Although Albert Schweitzer proposes objectives similar to those of ecologists, the method for achieving them is different. For him, reverence for life goes far beyond respect for biological life, which does not go very far if respect for spiritual life is not considered at the same time. An individual who is able to participate in the development of civilisation is a thoughtful individual, who must be able to conceive an ideal, and independent, i.e. free from the constant worry of fighting for his own life in order to realise this ideal for the benefit of the community. “But these days, freedom and time for reflection are on the wane”, he wrote, as a consequence of the overwork that Schweitzer was already talking about around 1915.
For two or three generations now, many people have been nothing more than production machines rather than people,” he writes. All the talk about the moral and cultural value of work means nothing to them any more. The spirit of modern man is bogged down in the inordinate accumulation of overwhelming occupations, in every social milieu. Children are already indirect victims of this overwork. Their parents, caught up in the inexorable struggle for life, cannot devote themselves normally to them, depriving them of things that are irreplaceable for their development. Later, overwhelmed by his own incessant occupations, he is driven to seek easy external distractions. Spending his meagre leisure time alone with himself, thinking and reading, or in the company of friends discussing interesting subjects, would require an effort that he finds repugnant. His physical need for relaxation is to do nothing, to distract himself, to forget, to think of nothing.
This is how the spirit of superficiality takes hold of society and institutions, which in turn aggravate this state of mind by moving in the same direction, such as the media, which “must increasingly flatter the tastes of their clientele and choose the most spectacular and easily assimilated presentation”.
In addition to overwork and the loss of freedom and reflection, there is the compartmentalisation and specialisation of individuals against respect for their spiritual life. Indeed, when our work no longer consists of anything more than the completion of a detail within a much larger project, and we lose sight of the bigger picture, we are driven to depreciate the value of that work.
Specialisation “reduces people to mere fragments of themselves. The results are certainly magnificent, but the spiritual meaning of work for the worker suffers […]. His thinking, his imagination, his knowledge are no longer kept awake by the problems that are always arising anew. His creative and artistic gifts atrophy. Instead of becoming normally aware of his worth in the face of a work that is entirely the fruit of his reflection and personality, he has to content himself with enjoying a fraction of his capacity for success.”

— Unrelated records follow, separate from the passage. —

//! A shared tree-walking trait for passes that need to visit every node but
//! only act on a few (parent-linking, free-variable collection).
//!
//! This tree owns its nodes outright (see `ast` module docs), so these
//! visitors borrow plain references with no lifetime parameter of their own.

use crate::ast::{Annotation, AnnotationKind, Constraint, ConstraintKind, Expr, ExprKind, Method, Stmt, StmtKind};

pub trait Visitor {
    fn visit_method(&mut self, method: &Method) {
        walk_method(self, method);
    }

    fn visit_annotation(&mut self, annotation: &Annotation) {
        walk_annotation(self, annotation);
    }

    fn visit_stmt(&mut self, stmt: &Stmt) {
        walk_stmt(self, stmt);
    }

    fn visit_constraint(&mut self, constraint: &Constraint) {
        walk_constraint(self, constraint);
    }

    fn visit_expr(&mut self, expr: &Expr) {
        walk_expr(self, expr);
    }
}

pub fn walk_method<V: Visitor + ?Sized>(v: &mut V, method: &Method) {
    for annotation in &method.annotations {
        v.visit_annotation(annotation);
    }
    for stmt in &method.statements {
        v.visit_stmt(stmt);
    }
}

pub fn walk_annotation<V: Visitor + ?Sized>(v: &mut V, annotation: &Annotation) {
    match &annotation.kind {
        AnnotationKind::ParameterDecl { .. } => {}
        AnnotationKind::ObjectDecl { constraint, .. } => {
            if let Some(c) = constraint {
                v.visit_constraint(c);
            }
        }
        AnnotationKind::PropertyDecl { .. } => {}
        AnnotationKind::Substitution { value, guard, .. } => {
            v.visit_expr(value);
            if let Some(g) = guard {
                v.visit_constraint(g);
            }
        }
    }
}

pub fn walk_stmt<V: Visitor + ?Sized>(v: &mut V, stmt: &Stmt) {
    match &stmt.kind {
        StmtKind::Assign { value, .. } => v.visit_expr(value),
        StmtKind::BoundedFor { from, to, body, .. } => {
            v.visit_expr(from);
            v.visit_expr(to);
            for s in body {
                v.visit_stmt(s);
            }
        }
        StmtKind::ObjectFor { constraint, body, .. } => {
            if let Some(c) = constraint {
                v.visit_constraint(c);
            }
            for s in body {
                v.visit_stmt(s);
            }
        }
    }
}

pub fn walk_constraint<V: Visitor + ?Sized>(v: &mut V, constraint: &Constraint) {
    match &constraint.kind {
        ConstraintKind::RelOp { left, right, .. } => {
            v.visit_expr(left);
            v.visit_expr(right);
        }
        ConstraintKind::BinaryLogical { left, right, .. } => {
            v.visit_constraint(left);
            v.visit_constraint(right);
        }
        ConstraintKind::Not(inner) => v.visit_constraint(inner),
        ConstraintKind::Predicate { .. } => {}
    }
}

pub fn walk_expr<V: Visitor + ?Sized>(v: &mut V, expr: &Expr) {
    match &expr.kind {
        ExprKind::Number(_) | ExprKind::Name(_) | ExprKind::Subscript { .. } | ExprKind::RegressionPlaceholder => {}
        ExprKind::BinaryOp { left, right, .. } => {
            v.visit_expr(left);
            v.visit_expr(right);
        }
        ExprKind::UnaryMinus(inner) => v.visit_expr(inner),
        ExprKind::Sum { body, .. } => v.visit_expr(body),
        ExprKind::Function { arg, .. } => v.visit_expr(arg),
        ExprKind::EE { diag, off, rhs, cutoff, .. } => {
            v.visit_expr(diag);
            v.visit_expr(off);
            v.visit_expr(rhs);
            if let Some(c) = cutoff {
                v.visit_expr(&c.radius);
            }
        }
    }
}

#[cfg(test)]
mod tests {
    use super::*;
    use crate::intern::Interner;

    #[derive(Default)]
    struct Counter {
        exprs: usize,
        stmts: usize,
    }

    impl Visitor for Counter {
        fn visit_expr(&mut self, expr: &Expr) {
            self.exprs += 1;
            walk_expr(self, expr);
        }

        fn visit_stmt(&mut self, stmt: &Stmt) {
            self.stmts += 1;
            walk_stmt(self, stmt);
        }
    }

    fn parse(source: &str) -> Method {
        let mut interner = Interner::new();
        crate::parser::parse(source, &mut interner).unwrap().0
    }

    #[test]
    fn walks_every_statement_in_a_loop_body() {
        let method = parse("name m\nfor k = 1 to 3:\n  x = k\n  y = k + 1\nend\n");
        let mut counter = Counter::default();
        counter.visit_method(&method);
        // The BoundedFor itself, plus its two-statement body.
        assert_eq!(counter.stmts, 3);
    }

    #[test]
    fn walks_into_annotation_substitution_values_and_guards() {
        let method = parse("name m\nparameter A is atom\ni is atom\nchi[i] = A[i] if element(i, H)\nk = 1\n");
        let mut counter = Counter::default();
        counter.visit_method(&method);
        // A[i] (the substitution's value) plus k's own RHS number literal.
        assert!(counter.exprs >= 2);
    }

    #[test]
    fn default_visitor_impl_recurses_through_every_node_without_overrides() {
        struct NoOp;
        impl Visitor for NoOp {}

        let method = parse("name m\nfor each a is atom:\n  x = a + 1\nend\n");
        // Exercises the blanket default methods directly; panics on a cycle
        // or an unreachable match arm would fail the test.
        NoOp.visit_method(&method);
    }
}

The demonstration is clear: the inordinate increase in material production drives output, and hence specialisation, which is more ‘efficient’, and overwork, which pushes individuals to do nothing outside of work, in which they are not fulfilled either.
This increase in material production leads to “a decline in our spirituality as individuals“. As if all these conditions, which are hardly conducive to respect for life and humanitarianism, were not enough, there is also the “super-organisation of society” which, by imposing ever more complicated regulations and ever more omnipresent control, nips personal initiative in the bud.
I am life that wants to live
Reverence for life, the “I am life that wants to live”, requires the creation of conditions in which the creativity and originality of individuals can emerge, as well as the conditions for their realisation. However, “after a certain point, organisation comes at the expense of the life of the spirit. Personalities and ideas become subject to institutions, instead of dominating them and breathing life into them. […] The more strongly structured the organisation, the more its paralysing action hinders the creative and spiritual activity of individuals. […] Transforming a forest into a carefully tended park can be useful in many cases. But then the rich vegetation that naturally maintained the species for the future is gone.”
So, on the one hand, we have communities that have ceased to be living organisms and have become nothing more than “perfected machines”, and on the other hand, we have overworked individuals who have become very receptive to the ready-made ideas of these communities, who no longer need to justify themselves to “individual reason“.
If life and its creative power can only be expressed through the individual, then respect for life begins with making that expression possible. The unease provoked by Schweitzer’s conclusion at the time of the First World War is only heightened by its topicality: “In the past, society supported individuals; today it crushes them. The bankruptcy of civilised nations, which is becoming more apparent with each passing decade, is precipitating modern man into ruin. The demoralisation of the individual by the collective is in full swing. A man enslaved, overworked, dehumanised, reduced to a mere fragment of himself, a man who alienates his independence of mind and his moral judgement to the super-organised society, a man who is a victim of the obstacles of all kinds that stand in the way of his culture, such is the man who is currently walking the dark path of a dark age.”
Yet Albert Schweitzer is known as the embodiment of optimism. His whole life is a demonstration that the individual is always capable of breaking this vicious circle. Schweitzer’s work is unquestionably that of a free, complete and profoundly human man. He may not have escaped overwork, but that which is imposed from outside by alienating work has nothing to do with that which a free man who wants to realise an ideal imposes on himself. And Schweitzer must know what he’s talking about when he talks about the difficulty of achieving personal initiative in a super-organised society.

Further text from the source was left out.